Scan the following material for the string "counters" and copy each line in which it appears.

┄┄┄┄┄┄┄┄┄┄

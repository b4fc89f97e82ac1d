//! Lock-free progress counters for an in-flight run.
//!
//! Workers bump `started` / `finished` with atomic increments; an observer
//! can call [`ProgressTracker::snapshot`] at any time without blocking them.

use std::sync::atomic::{AtomicU8, AtomicUsize, Ordering};
use std::time::Instant;

use serde::Serialize;

use crate::domain::CheckId;

/// Lifecycle phase of a run.
#[derive(Debug, Clone, Copy, PartialEq, Eq, Serialize)]
#[serde(rename_all = "snake_case")]
pub enum RunPhase {
    /// Building the request and the catalog.
    Loading,
    /// Checks are being submitted.
    Running,
    /// All checks submitted; waiting for in-flight checks.
    Draining,
    Finished,
}

impl RunPhase {
    fn as_u8(self) -> u8 {
        match self {
            RunPhase::Loading => 0,
            RunPhase::Running => 1,
            RunPhase::Draining => 2,
            RunPhase::Finished => 3,
        }
    }

    fn from_u8(raw: u8) -> Self {
        match raw {
            0 => RunPhase::Loading,
            1 => RunPhase::Running,
            2 => RunPhase::Draining,
            _ => RunPhase::Finished,
        }
    }
}

/// Handed out by [`ProgressTracker::on_start`], consumed by `on_finish`.
#[derive(Debug)]
#[must_use = "a started check must be finished"]
pub struct StartToken {
    id: CheckId,
    started_at: Instant,
}

impl StartToken {
    pub fn id(&self) -> &CheckId {
        &self.id
    }
}

/// Point-in-time view of the counters.
#[derive(Debug, Clone, Copy, PartialEq, Eq, Serialize)]
pub struct ProgressSnapshot {
    pub started: usize,
    pub finished: usize,
    pub phase: RunPhase,
}

impl ProgressSnapshot {
    pub fn in_flight(&self) -> usize {
        self.started.saturating_sub(self.finished)
    }

    /// Every launched check has been joined and finished.
    ///
    /// Tasks bump `started` when they begin, so a `Draining` snapshot can
    /// still be missing queued tasks; only `Finished` is conclusive.
    pub fn is_drained(&self) -> bool {
        self.phase == RunPhase::Finished && self.finished == self.started
    }
}

/// Shared started / finished counters plus the run phase.
#[derive(Debug)]
pub struct ProgressTracker {
    started: AtomicUsize,
    finished: AtomicUsize,
    phase: AtomicU8,
}

impl Default for ProgressTracker {
    fn default() -> Self {
        Self::new()
    }
}

impl ProgressTracker {
    pub const fn new() -> Self {
        Self {
            started: AtomicUsize::new(0),
            finished: AtomicUsize::new(0),
            phase: AtomicU8::new(0),
        }
    }

    /// Record that `id` began executing.
    pub fn on_start(&self, id: &CheckId) -> StartToken {
        let started_at = Instant::now();
        self.started.fetch_add(1, Ordering::AcqRel);
        tracing::trace!(check_id = %id, "progress: started");
        StartToken {
            id: id.clone(),
            started_at,
        }
    }

    /// Record that the check behind `token` completed; returns its duration.
    pub fn on_finish(&self, token: StartToken) -> u64 {
        let duration_ms = token.started_at.elapsed().as_millis() as u64;
        self.finished.fetch_add(1, Ordering::AcqRel);
        tracing::trace!(check_id = %token.id, duration_ms, "progress: finished");
        duration_ms
    }

    pub fn set_phase(&self, phase: RunPhase) {
        self.phase.store(phase.as_u8(), Ordering::Release);
    }

    pub fn phase(&self) -> RunPhase {
        RunPhase::from_u8(self.phase.load(Ordering::Acquire))
    }

    /// Read the counters without blocking writers.
    ///
    /// `finished` is loaded before `started`, so `finished <= started` holds
    /// in every snapshot even while workers race.
    pub fn snapshot(&self) -> ProgressSnapshot {
        let phase = self.phase();
        let finished = self.finished.load(Ordering::Acquire);
        let started = self.started.load(Ordering::Acquire);
        ProgressSnapshot {
            started,
            finished,
            phase,
        }
    }
}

┄┄┄┄┄┄┄┄┄┄

§ **SOLUTION**:
//! Lock-free progress counters for an in-flight run.
/// Point-in-time view of the counters.
/// Shared started / finished counters plus the run phase.
    /// Read the counters without blocking writers.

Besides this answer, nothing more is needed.